Mieux que les mots par lesquels nous cherchons à comprendre,
une image peut bien souvent nous permettre de voir ... ce qui n'est pas à
comprendre.
Regardez ce cylindre !
La lumière qui le rend visible projette sa forme sur deux écrans différents ; ce qui nous amène à envisager qu'un cylindre est circulaire ou qu'il est rectangulaire.
L'image ci-dessus semble démontrer qu'un cylindre dispose
des mêmes propriétés qu'un rectangle ou qu'un cercle. Cette incompatibilité
résulte non pas de la chose en soi mais de notre manière de la conceptualiser,
de notre manière d'en être conscient.
En physique classique, des années durant, des scientifiques
ont affirmé que la lumière est un phénomène ondulatoire alors que d'autres
scientifiques affirmaient que la lumière est un phénomène corpusculaire.
Jusqu'au jour où en physique quantique, ces deux phénomènes
sont considérés comme coexistants.
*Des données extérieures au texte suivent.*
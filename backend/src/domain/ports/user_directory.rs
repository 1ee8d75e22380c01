//! Driving port for user registration and listing.
//!
//! Inbound adapters (HTTP handlers) use this port without importing outbound
//! persistence concerns.

use async_trait::async_trait;

use crate::domain::{Error, User, UserDraft};

/// Domain use-case port for creating and listing users.
#[async_trait]
pub trait UserDirectory: Send + Sync {
    /// Register a new user and return the stored profile.
    async fn create_user(&self, draft: UserDraft) -> Result<User, Error>;

    /// Return every registered user.
    async fn list_users(&self) -> Result<Vec<User>, Error>;
}
//! PostgreSQL persistence adapters using Diesel ORM.
//!
//! Concrete implementations of the domain repository ports backed by
//! PostgreSQL via Diesel with async support through `diesel-async` and `bb8`
//! connection pooling.
//!
//! The adapters are thin: they translate between Diesel row structs and
//! domain types and map database errors to the port error types. No business
//! logic lives here; in particular, follow-edge idempotency is enforced by
//! the schema's unique constraint rather than by adapter-level checks.

mod diesel_follower_repository;
mod diesel_post_repository;
mod diesel_user_repository;
mod models;
mod pool;
mod schema;

use diesel_migrations::{EmbeddedMigrations, embed_migrations};

pub use diesel_follower_repository::DieselFollowerRepository;
pub use diesel_post_repository::DieselPostRepository;
pub use diesel_user_repository::DieselUserRepository;
pub use pool::{DbPool, PoolConfig, PoolError};

/// Schema migrations embedded into the binary and applied at startup.
pub const MIGRATIONS: EmbeddedMigrations = embed_migrations!();
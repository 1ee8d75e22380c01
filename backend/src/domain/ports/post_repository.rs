//! Port abstraction for post persistence adapters and their errors.
use async_trait::async_trait;

use crate::domain::{Post, PostDraft, UserId};

use super::define_port_error;

define_port_error! {
    /// Persistence errors raised by post repository adapters.
    pub enum PostPersistenceError {
        /// Repository connection could not be established.
        Connection => "post repository connection failed: {message}",
        /// Query or mutation failed during execution.
        Query => "post repository query failed: {message}",
    }
}

/// Port for storing posts and reading a user's timeline.
#[cfg_attr(test, mockall::automock)]
#[async_trait]
pub trait PostRepository: Send + Sync {
    /// Persist a new post for the given author and return the stored record.
    async fn insert(
        &self,
        author: UserId,
        draft: &PostDraft,
    ) -> Result<Post, PostPersistenceError>;

    /// List the posts owned by a user, newest first.
    async fn list_by_author(&self, author: UserId) -> Result<Vec<Post>, PostPersistenceError>;
}
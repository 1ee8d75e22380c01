//! Users API handlers.
//!
//! ```text
//! POST /users {"name":"Fulano","age":30}
//! GET /users
//! ```

use actix_web::{get, post, web};
use serde::{Deserialize, Serialize};
use utoipa::ToSchema;

use crate::domain::{User, UserDraft};
use crate::inbound::http::ApiResult;
use crate::inbound::http::state::HttpState;

/// Request body for `POST /users`.
#[derive(Debug, Deserialize, Serialize, ToSchema)]
#[serde(rename_all = "camelCase")]
pub struct CreateUserRequestBody {
    #[schema(example = "Fulano")]
    pub name: String,
    #[schema(example = 30)]
    pub age: i32,
}

/// Register a new user.
#[utoipa::path(
    post,
    path = "/users",
    request_body = CreateUserRequestBody,
    responses(
        (status = 200, description = "Created user", body = User),
        (status = 500, description = "Internal server error")
    ),
    tags = ["users"],
    operation_id = "createUser"
)]
#[post("/users")]
pub async fn create_user(
    state: web::Data<HttpState>,
    payload: web::Json<CreateUserRequestBody>,
) -> ApiResult<web::Json<User>> {
    let CreateUserRequestBody { name, age } = payload.into_inner();
    let user = state.users.create_user(UserDraft { name, age }).await?;
    Ok(web::Json(user))
}

/// List every registered user.
#[utoipa::path(
    get,
    path = "/users",
    responses(
        (status = 200, description = "Users", body = [User]),
        (status = 500, description = "Internal server error")
    ),
    tags = ["users"],
    operation_id = "listUsers"
)]
#[get("/users")]
pub async fn list_users(state: web::Data<HttpState>) -> ApiResult<web::Json<Vec<User>>> {
    let users = state.users.list_users().await?;
    Ok(web::Json(users))
}
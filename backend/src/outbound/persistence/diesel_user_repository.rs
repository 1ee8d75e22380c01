//! PostgreSQL-backed `UserRepository` implementation using Diesel ORM.

use async_trait::async_trait;
use diesel::prelude::*;
use diesel_async::RunQueryDsl;
use tracing::debug;

use crate::domain::ports::{UserPersistenceError, UserRepository};
use crate::domain::{User, UserDraft, UserId};

use super::models::{NewUserRow, UserRow};
use super::pool::{DbPool, PoolError};
use super::schema::users;

/// Diesel-backed implementation of the `UserRepository` port.
#[derive(Clone)]
pub struct DieselUserRepository {
    pool: DbPool,
}

impl DieselUserRepository {
    /// Create a new repository with the given connection pool.
    pub fn new(pool: DbPool) -> Self {
        Self { pool }
    }
}

/// Map pool errors to domain user persistence errors.
fn map_pool_error(error: PoolError) -> UserPersistenceError {
    match error {
        PoolError::Build { message } | PoolError::Checkout { message } => {
            UserPersistenceError::connection(message)
        }
    }
}

/// Map Diesel errors to domain user persistence errors.
fn map_diesel_error(error: diesel::result::Error) -> UserPersistenceError {
    use diesel::result::{DatabaseErrorKind, Error as DieselError};

    debug!(error = %error, "diesel operation failed");

    match error {
        DieselError::DatabaseError(DatabaseErrorKind::ClosedConnection, _) => {
            UserPersistenceError::connection("database connection error")
        }
        DieselError::NotFound => UserPersistenceError::query("record not found"),
        _ => UserPersistenceError::query("database error"),
    }
}

/// Convert a database row to a domain user.
fn row_to_user(row: UserRow) -> User {
    User {
        id: UserId::new(row.id),
        name: row.name,
        age: row.age,
    }
}

#[async_trait]
impl UserRepository for DieselUserRepository {
    async fn insert(&self, draft: &UserDraft) -> Result<User, UserPersistenceError> {
        let mut conn = self.pool.get().await.map_err(map_pool_error)?;

        let row: UserRow = diesel::insert_into(users::table)
            .values(NewUserRow {
                name: draft.name.as_str(),
                age: draft.age,
            })
            .returning(UserRow::as_returning())
            .get_result(&mut conn)
            .await
            .map_err(map_diesel_error)?;

        Ok(row_to_user(row))
    }

    async fn find_by_id(&self, id: UserId) -> Result<Option<User>, UserPersistenceError> {
        let mut conn = self.pool.get().await.map_err(map_pool_error)?;

        let row: Option<UserRow> = users::table
            .find(id.get())
            .select(UserRow::as_select())
            .first(&mut conn)
            .await
            .optional()
            .map_err(map_diesel_error)?;

        Ok(row.map(row_to_user))
    }

    async fn exists(&self, id: UserId) -> Result<bool, UserPersistenceError> {
        let mut conn = self.pool.get().await.map_err(map_pool_error)?;

        diesel::select(diesel::dsl::exists(
            users::table.filter(users::id.eq(id.get())),
        ))
        .get_result(&mut conn)
        .await
        .map_err(map_diesel_error)
    }

    async fn list_all(&self) -> Result<Vec<User>, UserPersistenceError> {
        let mut conn = self.pool.get().await.map_err(map_pool_error)?;

        let rows: Vec<UserRow> = users::table
            .select(UserRow::as_select())
            .order(users::id.asc())
            .load(&mut conn)
            .await
            .map_err(map_diesel_error)?;

        Ok(rows.into_iter().map(row_to_user).collect())
    }
}
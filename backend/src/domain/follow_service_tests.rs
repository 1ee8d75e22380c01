//! Behaviour coverage for the follow-relationship rules.

use std::sync::Arc;

use mockall::predicate::eq;
use rstest::rstest;

use super::*;
use crate::domain::ErrorCode;
use crate::domain::ports::{MockFollowerRepository, MockUserRepository};

fn service(
    users: MockUserRepository,
    followers: MockFollowerRepository,
) -> FollowService<MockUserRepository, MockFollowerRepository> {
    FollowService::new(Arc::new(users), Arc::new(followers))
}

#[rstest]
#[case(UserId::new(1))]
#[case(UserId::new(999))]
#[tokio::test]
async fn follow_rejects_self_follow_before_touching_the_store(#[case] user: UserId) {
    // No expectations: any repository call panics the test.
    let svc = service(MockUserRepository::new(), MockFollowerRepository::new());

    let err = svc.follow(user, user).await.expect_err("self follow fails");

    assert_eq!(err.code(), ErrorCode::Conflict);
    assert_eq!(err.message(), SELF_FOLLOW_MESSAGE);
}

#[rstest]
#[tokio::test]
async fn follow_fails_with_not_found_for_unknown_target() {
    let mut users = MockUserRepository::new();
    users
        .expect_exists()
        .with(eq(UserId::new(999)))
        .returning(|_| Ok(false));
    let svc = service(users, MockFollowerRepository::new());

    let err = svc
        .follow(UserId::new(999), UserId::new(1))
        .await
        .expect_err("unknown target fails");

    assert_eq!(err.code(), ErrorCode::NotFound);
}

#[rstest]
#[tokio::test]
async fn follow_fails_with_invalid_request_for_unknown_follower() {
    let mut users = MockUserRepository::new();
    users
        .expect_exists()
        .with(eq(UserId::new(1)))
        .returning(|_| Ok(true));
    users
        .expect_exists()
        .with(eq(UserId::new(999)))
        .returning(|_| Ok(false));
    let svc = service(users, MockFollowerRepository::new());

    let err = svc
        .follow(UserId::new(1), UserId::new(999))
        .await
        .expect_err("unknown follower fails");

    assert_eq!(err.code(), ErrorCode::InvalidRequest);
    assert_eq!(err.message(), UNKNOWN_FOLLOWER_MESSAGE);
}

#[rstest]
#[tokio::test]
async fn follow_ensures_the_edge_for_valid_users() {
    let mut users = MockUserRepository::new();
    users.expect_exists().returning(|_| Ok(true));
    let mut followers = MockFollowerRepository::new();
    followers
        .expect_ensure_edge()
        .with(eq(UserId::new(1)), eq(UserId::new(2)))
        .times(1)
        .returning(|_, _| Ok(()));
    let svc = service(users, followers);

    svc.follow(UserId::new(1), UserId::new(2))
        .await
        .expect("follow succeeds");
}

#[rstest]
#[tokio::test]
async fn unfollow_fails_with_not_found_for_unknown_target() {
    let mut users = MockUserRepository::new();
    users.expect_exists().returning(|_| Ok(false));
    let svc = service(users, MockFollowerRepository::new());

    let err = svc
        .unfollow(UserId::new(999), UserId::new(1))
        .await
        .expect_err("unknown target fails");

    assert_eq!(err.code(), ErrorCode::NotFound);
}

#[rstest]
#[tokio::test]
async fn unfollow_removes_the_edge_without_checking_its_presence() {
    let mut users = MockUserRepository::new();
    users.expect_exists().returning(|_| Ok(true));
    let mut followers = MockFollowerRepository::new();
    followers
        .expect_remove_edge()
        .with(eq(UserId::new(1)), eq(UserId::new(2)))
        .times(1)
        .returning(|_, _| Ok(()));
    let svc = service(users, followers);

    svc.unfollow(UserId::new(1), UserId::new(2))
        .await
        .expect("unfollow succeeds even without a prior edge");
}

#[rstest]
#[tokio::test]
async fn list_followers_fails_with_not_found_for_unknown_target() {
    let mut users = MockUserRepository::new();
    users.expect_exists().returning(|_| Ok(false));
    let svc = service(users, MockFollowerRepository::new());

    let err = svc
        .list_followers(UserId::new(999))
        .await
        .expect_err("unknown target fails");

    assert_eq!(err.code(), ErrorCode::NotFound);
}

#[rstest]
#[tokio::test]
async fn list_followers_count_matches_the_listing_length() {
    let mut users = MockUserRepository::new();
    users.expect_exists().returning(|_| Ok(true));
    let mut followers = MockFollowerRepository::new();
    followers.expect_list_for_target().returning(|_| {
        Ok(vec![crate::domain::FollowerEntry {
            id: crate::domain::FollowId::new(10),
            name: "Beltrano".to_owned(),
        }])
    });
    let svc = service(users, followers);

    let listing = svc
        .list_followers(UserId::new(1))
        .await
        .expect("listing succeeds");

    assert_eq!(listing.count(), listing.followers.len());
    assert_eq!(listing.count(), 1);
}

#[rstest]
#[tokio::test]
async fn store_connection_failures_surface_as_service_unavailable() {
    let mut users = MockUserRepository::new();
    users
        .expect_exists()
        .returning(|_| Err(UserPersistenceError::connection("refused")));
    let svc = service(users, MockFollowerRepository::new());

    let err = svc
        .follow(UserId::new(1), UserId::new(2))
        .await
        .expect_err("unavailable store fails");

    assert_eq!(err.code(), ErrorCode::ServiceUnavailable);
}
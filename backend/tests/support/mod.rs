//! Shared fixtures for HTTP API tests.
//!
//! Builds the real handler stack over the in-memory store so endpoint tests
//! exercise the full decision logic without a database.

use std::sync::Arc;

use actix_web::dev::{ServiceFactory, ServiceRequest, ServiceResponse};
use actix_web::{App, web};

use chirp_backend::domain::{FollowService, PostService, UserDirectoryService};
use chirp_backend::inbound::http::state::HttpState;
use chirp_backend::inbound::http::{followers, posts, users};
use chirp_backend::test_support::InMemorySocialStore;

/// Build the application with every social endpoint mounted over `store`.
pub fn social_app(
    store: Arc<InMemorySocialStore>,
) -> App<
    impl ServiceFactory<
        ServiceRequest,
        Config = (),
        Response = ServiceResponse,
        Error = actix_web::Error,
        InitError = (),
    >,
> {
    let state = HttpState::new(
        Arc::new(UserDirectoryService::new(store.clone())),
        Arc::new(FollowService::new(store.clone(), store.clone())),
        Arc::new(PostService::new(store.clone(), store.clone(), store)),
    );

    App::new()
        .app_data(web::Data::new(state))
        .service(users::create_user)
        .service(users::list_users)
        .service(posts::create_post)
        .service(posts::list_posts)
        .service(followers::follow_user)
        .service(followers::list_followers)
        .service(followers::unfollow_user)
}
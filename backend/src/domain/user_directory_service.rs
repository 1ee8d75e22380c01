//! User directory service.

use std::sync::Arc;

use async_trait::async_trait;

use crate::domain::ports::{UserDirectory, UserPersistenceError, UserRepository};
use crate::domain::{Error, User, UserDraft};

fn map_user_error(error: UserPersistenceError) -> Error {
    match error {
        UserPersistenceError::Connection { message } => {
            Error::service_unavailable(format!("user repository unavailable: {message}"))
        }
        UserPersistenceError::Query { message } => {
            Error::internal(format!("user repository error: {message}"))
        }
    }
}

/// User directory implementing the [`UserDirectory`] port.
#[derive(Clone)]
pub struct UserDirectoryService<R> {
    users: Arc<R>,
}

impl<R> UserDirectoryService<R> {
    /// Create a new directory over the user repository.
    pub fn new(users: Arc<R>) -> Self {
        Self { users }
    }
}

#[async_trait]
impl<R> UserDirectory for UserDirectoryService<R>
where
    R: UserRepository,
{
    async fn create_user(&self, draft: UserDraft) -> Result<User, Error> {
        self.users.insert(&draft).await.map_err(map_user_error)
    }

    async fn list_users(&self) -> Result<Vec<User>, Error> {
        self.users.list_all().await.map_err(map_user_error)
    }
}

#[cfg(test)]
mod tests {
    use std::sync::Arc;

    use rstest::rstest;

    use super::*;
    use crate::domain::ports::MockUserRepository;
    use crate::domain::{ErrorCode, UserId};

    #[rstest]
    #[tokio::test]
    async fn create_user_returns_the_stored_profile() {
        let mut users = MockUserRepository::new();
        users.expect_insert().returning(|draft| {
            Ok(User {
                id: UserId::new(1),
                name: draft.name.clone(),
                age: draft.age,
            })
        });
        let directory = UserDirectoryService::new(Arc::new(users));

        let user = directory
            .create_user(UserDraft::new("Fulano", 30))
            .await
            .expect("user is created");

        assert_eq!(user.id, UserId::new(1));
        assert_eq!(user.name, "Fulano");
        assert_eq!(user.age, 30);
    }

    #[rstest]
    #[tokio::test]
    async fn connection_failures_surface_as_service_unavailable() {
        let mut users = MockUserRepository::new();
        users
            .expect_list_all()
            .returning(|| Err(UserPersistenceError::connection("refused")));
        let directory = UserDirectoryService::new(Arc::new(users));

        let err = directory.list_users().await.expect_err("listing fails");
        assert_eq!(err.code(), ErrorCode::ServiceUnavailable);
    }
}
En fonction du contexte expérimental, un
électron peut donc se présenter soit sous forme de particule, soit sous forme
d'onde.
Mais enfin ! La lumière est-elle faite d'ondes ou de
particules ? Un maître Zen répondra : "Les deux ensemble!". Les deux
ensemble !
Cette exclamation est insupportable pour tout être humain
doué de raison. D'autant plus lorsqu'elle associe des oppositions qui nous
paraissent inéluctables : le corps (et) l'esprit ... la santé (et) la
maladie... le bien (et) le mal ... l'inspiration (et) l'expiration ... le calme
(et) l'agitation... la vie (et) la mort ...
Dès qu'il vous est possible de faire usage de la conscience
SANS de (déjà à notre disposition tout au long de la gestation) vous pouvez
maintenant "faire" zazen! C'est à dire faire... rien ! Si ce n'est
être à l'écoute (zen) de ce qui se présente lorsque vous êtes là assis
absolument immobile (za.)
Grâce à une pratique régulière et renouvelée de l'exercice,
l'expression "Les deux ensemble " est vue non seulement comme un
principe constitutif de notre existence mais comme étant la source de cet état
d'être qui manque cruellement à la personne occidentale : le CALME intérieur.
Le grand calme qui n'est pas le contraire de l'agitation (dualité) mais
l'absence de toute agitation (symptomatique de notre vraie nature).